CIO Insight: Can you give an example of the type of information a visual hacker obtained, how they got it and what they did with it?
Frank: The Visual Hacking Experiment tested how well businesses were able to prevent and detect visual hacking in the office environment. The white hat hacker was able to view sensitive company information from unprotected paper documents, computer screens and other mobile devices. During the two-hour session at each business, the hacker recorded access and login credentials, client personal data, employee information, business correspondence, confidential documents, attorney-client privileged documents, and financial, accounting, and budgeting information. The undercover hacker viewed and used a smartphone camera to take pictures of these confidential documents. Through this experiment, we now have clear evidence that visual hacking happens quickly: 45 percent of hacks occurred in less than 15 minutes and 63 percent of visual hacks occurred in less than a half hour.
CIO Insight: Is it the responsibility of the organization or of the employee to be sure employees aren’t a soft target for a visual hacker?
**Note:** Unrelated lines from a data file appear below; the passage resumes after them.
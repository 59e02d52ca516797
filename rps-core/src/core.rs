//! Host-driven API: GameCore receives frames, ticks and user input from the host, returns actions.

use std::time::{Duration, Instant};

use tracing::{debug, error, info, trace, warn};

use crate::directory::{PeerDirectory, PeerGameEntry, Upsert};
use crate::handshake::{PendingTune, SessionPhase, TuneIntent};
use crate::host::FeedbackKind;
use crate::protocol::{Body, GameNumber, Message};
use crate::session::SessionState;
use crate::settings::Settings;
use crate::stats::{MatchRecord, MatchResult, PlayerStats, StatsBook};
use crate::turn::{self, LocalMove, PlayerState, TurnError};
use crate::wire;

/// Something the user did.
#[derive(Debug, Clone, PartialEq, Eq)]
pub enum Input {
    Host { game_number: GameNumber, frequency: u32 },
    Browse { frequency: u32 },
    Next,
    Previous,
    Select,
    Move(LocalMove),
    PlayAgain,
    Quit,
    Back,
    Stats,
}

/// Action for host to perform.
#[derive(Debug, Clone, PartialEq, Eq)]
pub enum Action {
    /// Send `frame`, echoing it within `echo_window` (zero: no echoes).
    Broadcast {
        frame: Vec<u8>,
        echo_window: Duration,
    },
    /// Retune the transport; report the result with [`GameCore::on_tuned`].
    Tune { frequency: u32 },
    Feedback(FeedbackKind),
    Vibrate(FeedbackKind),
    /// Stamp with wall-clock time, persist, then hand back via [`GameCore::on_match_recorded`].
    RecordMatch(MatchResult),
}

/// Read-only snapshot for rendering.
#[derive(Debug, Clone, Default, PartialEq, Eq)]
pub struct SessionView {
    pub phase: SessionPhase,
    pub game_number: GameNumber,
    pub frequency: Option<u32>,
    pub local: PlayerState,
    pub remote: PlayerState,
    pub remote_name: Option<String>,
    pub selected: Option<PeerGameEntry>,
    pub games_found: usize,
    pub has_next: bool,
    pub has_previous: bool,
    pub viewing_stats: bool,
    pub stats: Option<PlayerStats>,
}

/// Main coordinator. Owns every piece of mutable game state; only the event consumer touches it.
pub struct GameCore {
    settings: Settings,
    phase: SessionPhase,
    session: SessionState,
    directory: PeerDirectory,
    stats: StatsBook,
    viewing_stats: bool,
    frequency: Option<u32>,
    pending_tune: Option<PendingTune>,
    ticks_since_beacon: u32,
}
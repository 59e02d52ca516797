//! UDP multicast stand-in for the narrowband radio: one multicast port per frequency in the plan.

use std::collections::{HashMap, VecDeque};
use std::net::{Ipv4Addr, SocketAddrV4, UdpSocket};
use std::sync::atomic::{AtomicBool, Ordering};
use std::sync::Arc;

use parking_lot::Mutex;
use rps_core::{Event, Transport};
use tokio::runtime::Handle;
use tokio::sync::mpsc;
use tokio::task::JoinHandle;
use tracing::{debug, info, trace, warn};

use crate::config::Config;

const RECV_BUF_LEN: usize = 512;

type Inbox = Arc<Mutex<VecDeque<Vec<u8>>>>;

/// A bound port and its receive task. Kept until the radio is dropped, so a retune never
/// rebinds a port whose aborted task may still own the socket.
struct Tuned {
    socket: UdpSocket,
    dest: SocketAddrV4,
    listening: Arc<AtomicBool>,
    rx_task: JoinHandle<()>,
}

/// Implements [`Transport`] over UDP multicast. Received datagrams queue in an inbox and the
/// event consumer is woken with [`Event::DataAvailable`].
pub struct UdpRadio {
    config: Config,
    runtime: Handle,
    events: mpsc::Sender<Event>,
    inbox: Inbox,
    ports: HashMap<u16, Tuned>,
    active: Option<u16>,
}

impl UdpRadio {
    pub fn new(cfg: &Config, runtime: Handle, events: mpsc::Sender<Event>) -> Self {
        Self {
            config: cfg.clone(),
            runtime,
            events,
            inbox: Arc::new(Mutex::new(VecDeque::new())),
            ports: HashMap::new(),
            active: None,
        }
    }

    /// Port the socket is bound to, if tuned.
    #[cfg(test)]
    fn local_port(&self) -> Option<u16> {
        self.tuned()
            .and_then(|t| t.socket.local_addr().ok())
            .map(|a| a.port())
    }

    fn tuned(&self) -> Option<&Tuned> {
        self.active.and_then(|port| self.ports.get(&port))
    }

    fn port_for(&self, frequency: u32) -> Option<u16> {
        let index = self.config.channel_index(frequency)?;
        self.config
            .base_port
            .checked_add(u16::try_from(index).ok()?)
    }

    fn open(&self, port: u16) -> std::io::Result<(UdpSocket, tokio::net::UdpSocket)> {
        let group = self.config.multicast_group;
        let socket = UdpSocket::bind((Ipv4Addr::UNSPECIFIED, port))?;
        if let Err(e) = socket.join_multicast_v4(&group, &Ipv4Addr::UNSPECIFIED) {
            warn!("cannot join {}: {}; only unicast will be heard", group, e);
        }
        socket.set_multicast_ttl_v4(1)?;
        socket.set_multicast_loop_v4(false)?;
        socket.set_nonblocking(true)?;
        let rx = socket.try_clone()?;
        let _guard = self.runtime.enter();
        let rx = tokio::net::UdpSocket::from_std(rx)?;
        Ok((socket, rx))
    }
}

impl Transport for UdpRadio {
    fn start(&mut self, _channel: u8, frequency: u32) -> bool {
        self.stop();
        let Some(port) = self.port_for(frequency) else {
            warn!("{} Hz is not in the channel plan", frequency);
            return false;
        };
        if !self.ports.contains_key(&port) {
            let (socket, rx) = match self.open(port) {
                Ok(s) => s,
                Err(e) => {
                    warn!("cannot open port {} for {} Hz: {}", port, frequency, e);
                    return false;
                }
            };
            let listening = Arc::new(AtomicBool::new(false));
            let rx_task = self.runtime.spawn(recv_loop(
                rx,
                listening.clone(),
                self.inbox.clone(),
                self.events.clone(),
            ));
            let dest = SocketAddrV4::new(self.config.multicast_group, port);
            self.ports.insert(
                port,
                Tuned {
                    socket,
                    dest,
                    listening,
                    rx_task,
                },
            );
        }
        if let Some(t) = self.ports.get(&port) {
            t.listening.store(true, Ordering::Release);
        }
        self.active = Some(port);
        info!("listening on {} Hz (port {})", frequency, port);
        true
    }

    fn stop(&mut self) {
        let Some(port) = self.active.take() else {
            return;
        };
        if let Some(t) = self.ports.get(&port) {
            t.listening.store(false, Ordering::Release);
        }
        self.inbox.lock().clear();
        debug!("radio stopped");
    }

    fn is_running(&self) -> bool {
        self.active.is_some()
    }

    fn write(&mut self, frame: &[u8]) -> bool {
        let Some(t) = self.tuned() else {
            return false;
        };
        match t.socket.send_to(frame, t.dest) {
            Ok(_) => true,
            Err(e) => {
                trace!("send refused: {}", e);
                false
            }
        }
    }

    fn read(&mut self, buf: &mut [u8]) -> usize {
        let Some(frame) = self.inbox.lock().pop_front() else {
            return 0;
        };
        let n = frame.len().min(buf.len());
        buf[..n].copy_from_slice(&frame[..n]);
        n
    }
}

impl Drop for UdpRadio {
    fn drop(&mut self) {
        self.stop();
        for (_, t) in self.ports.drain() {
            t.rx_task.abort();
        }
    }
}

/// Queue datagrams while listening; wake the consumer only when the inbox goes from empty to
/// non-empty, since one DataAvailable drains everything.
async fn recv_loop(
    socket: tokio::net::UdpSocket,
    listening: Arc<AtomicBool>,
    inbox: Inbox,
    events: mpsc::Sender<Event>,
) {
    let mut buf = vec![0u8; RECV_BUF_LEN];
    loop {
        let n = match socket.recv_from(&mut buf).await {
            Ok((n, from)) => {
                trace!("{} bytes from {}", n, from);
                n
            }
            Err(e) => {
                warn!("radio receive failed: {}", e);
                return;
            }
        };
        if !listening.load(Ordering::Acquire) {
            continue;
        }
        let was_empty = {
            let mut q = inbox.lock();
            let was_empty = q.is_empty();
            q.push_back(buf[..n].to_vec());
            was_empty
        };
        if was_empty && events.send(Event::DataAvailable).await.is_err() {
            return;
        }
    }
}

#[cfg(test)]
mod tests {
    use super::*;
    use std::time::Duration;

    const FREQ: u32 = 433_920_000;

    fn radio(events: mpsc::Sender<Event>) -> UdpRadio {
        let cfg = Config {
            frequencies: vec![FREQ],
            base_port: 0,
            ..Config::default()
        };
        UdpRadio::new(&cfg, Handle::current(), events)
    }

    #[tokio::test(flavor = "multi_thread")]
    async fn frequency_outside_plan_is_refused() {
        let (tx, _rx) = mpsc::channel(8);
        let mut r = radio(tx);
        assert!(!r.start(0, 915_000_000));
        assert!(!r.is_running());
        assert!(!r.write(b"x"));
    }

    #[tokio::test(flavor = "multi_thread")]
    async fn received_datagram_wakes_consumer() {
        let (tx, mut rx) = mpsc::channel(8);
        let mut r = radio(tx);
        assert!(r.start(0, FREQ));
        let port = r.local_port().unwrap();

        let sender = UdpSocket::bind((Ipv4Addr::LOCALHOST, 0)).unwrap();
        sender
            .send_to(b"Bob: RPS:BA042\r\n", (Ipv4Addr::LOCALHOST, port))
            .unwrap();

        let event = tokio::time::timeout(Duration::from_secs(2), rx.recv())
            .await
            .unwrap();
        assert_eq!(event, Some(Event::DataAvailable));
        let mut buf = [0u8; 64];
        let n = r.read(&mut buf);
        assert_eq!(&buf[..n], b"Bob: RPS:BA042\r\n");
        assert_eq!(r.read(&mut buf), 0);

        r.stop();
        assert!(!r.is_running());
    }

    fn free_port() -> u16 {
        UdpSocket::bind((Ipv4Addr::UNSPECIFIED, 0))
            .unwrap()
            .local_addr()
            .unwrap()
            .port()
    }

    fn fixed_radio(plan: Vec<u32>, events: mpsc::Sender<Event>) -> (UdpRadio, u16) {
        let base_port = free_port();
        let cfg = Config {
            frequencies: plan,
            base_port,
            ..Config::default()
        };
        (UdpRadio::new(&cfg, Handle::current(), events), base_port)
    }

    #[tokio::test(flavor = "multi_thread")]
    async fn retune_to_same_frequency_keeps_port() {
        let (tx, _rx) = mpsc::channel(8);
        let (mut r, port) = fixed_radio(vec![FREQ], tx);
        assert!(r.start(0, FREQ));
        for _ in 0..50 {
            r.stop();
            assert!(!r.is_running());
            assert!(r.start(0, FREQ));
        }
        assert_eq!(r.local_port(), Some(port));
    }

    #[tokio::test(flavor = "multi_thread")]
    async fn retune_back_and_forth_between_frequencies() {
        const OTHER: u32 = 868_350_000;
        let (tx, _rx) = mpsc::channel(8);
        let (mut r, port) = fixed_radio(vec![FREQ, OTHER], tx);
        for _ in 0..10 {
            assert!(r.start(0, FREQ));
            assert_eq!(r.local_port(), Some(port));
            assert!(r.start(0, OTHER));
            assert_eq!(r.local_port(), Some(port + 1));
        }
    }

    #[tokio::test(flavor = "multi_thread")]
    async fn stopped_radio_drops_datagrams() {
        let (tx, mut rx) = mpsc::channel(8);
        let (mut r, port) = fixed_radio(vec![FREQ], tx);
        assert!(r.start(0, FREQ));
        r.stop();

        let sender = UdpSocket::bind((Ipv4Addr::LOCALHOST, 0)).unwrap();
        sender
            .send_to(b"Bob: RPS:BA042\r\n", (Ipv4Addr::LOCALHOST, port))
            .unwrap();
        tokio::time::sleep(Duration::from_millis(200)).await;
        let mut buf = [0u8; 64];
        assert_eq!(r.read(&mut buf), 0);
        assert!(rx.try_recv().is_err());

        assert!(r.start(0, FREQ));
        sender
            .send_to(b"Bob: RPS:WA042\r\n", (Ipv4Addr::LOCALHOST, port))
            .unwrap();
        let event = tokio::time::timeout(Duration::from_secs(2), rx.recv())
            .await
            .unwrap();
        assert_eq!(event, Some(Event::DataAvailable));
        let n = r.read(&mut buf);
        assert_eq!(&buf[..n], b"Bob: RPS:WA042\r\n");
    }
}
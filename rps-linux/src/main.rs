// Broadcast Rock/Paper/Scissors for Linux: UDP multicast radio, stdin keypad, stdout screen.

mod config;
mod feedback;
mod input;
mod radio;
mod render;
mod store;

use std::path::PathBuf;
use std::sync::Arc;
use std::time::{Duration, Instant};

use anyhow::{bail, Context};
use parking_lot::Mutex;
use rps_core::{Dispatcher, Event, Flow, GameCore, GameNumber};
use tokio::sync::mpsc;
use tracing::{error, info};
use tracing_subscriber::EnvFilter;

use crate::config::Config;
use crate::feedback::TerminalFeedback;
use crate::radio::UdpRadio;
use crate::render::{Renderer, SharedView};
use crate::store::FileMatchStore;

const VERSION: &str = env!("CARGO_PKG_VERSION");

/// Producers block once this many events are waiting.
const EVENT_QUEUE_CAPACITY: usize = 8;

fn main() -> anyhow::Result<()> {
    let mut config_path: Option<PathBuf> = None;
    let mut args = std::env::args().skip(1);
    while let Some(arg) = args.next() {
        match arg.as_str() {
            "--version" | "-V" => {
                println!("rps-linux {}", VERSION);
                return Ok(());
            }
            "--config" => {
                config_path = Some(args.next().context("--config needs a path")?.into());
            }
            other => bail!("unknown argument {:?}", other),
        }
    }

    // the log filter lives in the config, so config problems go to a stderr logger of their own
    let early = tracing_subscriber::fmt()
        .with_writer(std::io::stderr)
        .with_env_filter(
            EnvFilter::try_from_default_env().unwrap_or_else(|_| EnvFilter::new("warn")),
        )
        .finish();
    let cfg = config::load_with(config_path.as_deref(), early);
    tracing_subscriber::fmt()
        .with_writer(std::io::stderr)
        .with_env_filter(
            EnvFilter::try_from_default_env().unwrap_or_else(|_| EnvFilter::new(&cfg.log_filter)),
        )
        .init();

    let rt = tokio::runtime::Runtime::new()?;
    let result = rt.block_on(run(cfg));
    // stdin reads sit on a blocking thread that never returns on its own
    rt.shutdown_timeout(Duration::from_millis(100));
    result
}

async fn run(cfg: Config) -> anyhow::Result<()> {
    let (tx, rx) = mpsc::channel(EVENT_QUEUE_CAPACITY);

    let data_dir = cfg.data_dir();
    let store = FileMatchStore::open(&data_dir)
        .with_context(|| format!("cannot create {}", data_dir.display()))?;
    info!("match history in {}", store.path().display());
    let radio = UdpRadio::new(&cfg, tokio::runtime::Handle::current(), tx.clone());
    let core = GameCore::new(cfg.core.clone(), Instant::now());
    let dispatcher = Dispatcher::new(core, radio, TerminalFeedback::stdout(), store);

    let view: SharedView = Arc::new(Mutex::new(dispatcher.view()));
    let renderer = Renderer::spawn(view.clone())?;

    let defaults = input::Defaults {
        game_number: GameNumber::new(cfg.default_game_number)
            .context("default_game_number must be 0..=999")?,
        frequency: cfg.default_frequency,
    };
    info!(
        "rps-linux {} as {:?}, {} channels from port {}",
        VERSION,
        cfg.core.player_name,
        cfg.frequencies.len(),
        cfg.base_port
    );
    println!("{}", input::HELP);

    tokio::spawn(ticker(
        tx.clone(),
        Duration::from_millis(cfg.tick_interval_ms.max(1)),
    ));
    tokio::spawn(input::run(tx.clone(), defaults));
    let signal_tx = tx.clone();
    tokio::spawn(async move {
        if let Err(e) = shutdown_signal().await {
            error!("signal handler: {}", e);
            return;
        }
        let _ = signal_tx.send(Event::Shutdown).await;
    });
    drop(tx);

    let consumer = tokio::task::spawn_blocking(move || consume(dispatcher, rx, view));
    consumer.await?;
    renderer.stop();
    Ok(())
}

/// The only place game state is touched. Runs until Shutdown or every producer is gone.
fn consume(
    mut dispatcher: Dispatcher<UdpRadio, TerminalFeedback<std::io::Stdout>, FileMatchStore>,
    mut rx: mpsc::Receiver<Event>,
    view: SharedView,
) {
    while let Some(event) = rx.blocking_recv() {
        let flow = dispatcher.dispatch(event, Instant::now());
        render::publish(&view, dispatcher.view());
        if flow == Flow::Exit {
            break;
        }
    }
    info!("event loop finished");
}

async fn ticker(tx: mpsc::Sender<Event>, period: Duration) {
    let mut interval = tokio::time::interval(period);
    interval.tick().await;
    loop {
        interval.tick().await;
        if tx.send(Event::Tick).await.is_err() {
            return;
        }
    }
}

/// Wait for Ctrl+C or SIGTERM (Unix).
async fn shutdown_signal() -> std::io::Result<()> {
    #[cfg(unix)]
    {
        use tokio::signal::unix::{signal, SignalKind};
        let mut sigterm = signal(SignalKind::terminate())?;
        tokio::select! {
            r = tokio::signal::ctrl_c() => r?,
            _ = sigterm.recv() => {}
        }
    }
    #[cfg(not(unix))]
    {
        tokio::signal::ctrl_c().await?;
    }
    Ok(())
}

#[cfg(test)]
mod tests {
    use super::*;

    #[tokio::test(start_paused = true)]
    async fn ticker_feeds_bounded_queue() {
        let (tx, mut rx) = mpsc::channel(EVENT_QUEUE_CAPACITY);
        let task = tokio::spawn(ticker(tx, Duration::from_secs(1)));
        for _ in 0..3 {
            assert_eq!(rx.recv().await, Some(Event::Tick));
        }
        drop(rx);
        tokio::time::advance(Duration::from_secs(2)).await;
        task.await.unwrap();
    }
}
Frank: The company holds the ultimate responsibility and liability if an employee maliciously or unknowingly allows visual hacking to occur and a consumer or client is consequently hurt or damaged. The company has a duty to train its employees in best practices, and to equip all employees with visual privacy tools like privacy screens to protect sensitive company data. An organization can be sued if there is a security breach and customers become victims of fraud. Obviously, if the employee has conspired to defraud, then they are subject to criminal prosecution and perhaps restitution, but the initial responsibility lies with the employer. Whether it is intellectual property, customer data, or personal information, employees deal with confidential data each day. The company must do its due diligence when hiring, training and equipping employees with the resources they need to ensure cyber-security and visual privacy.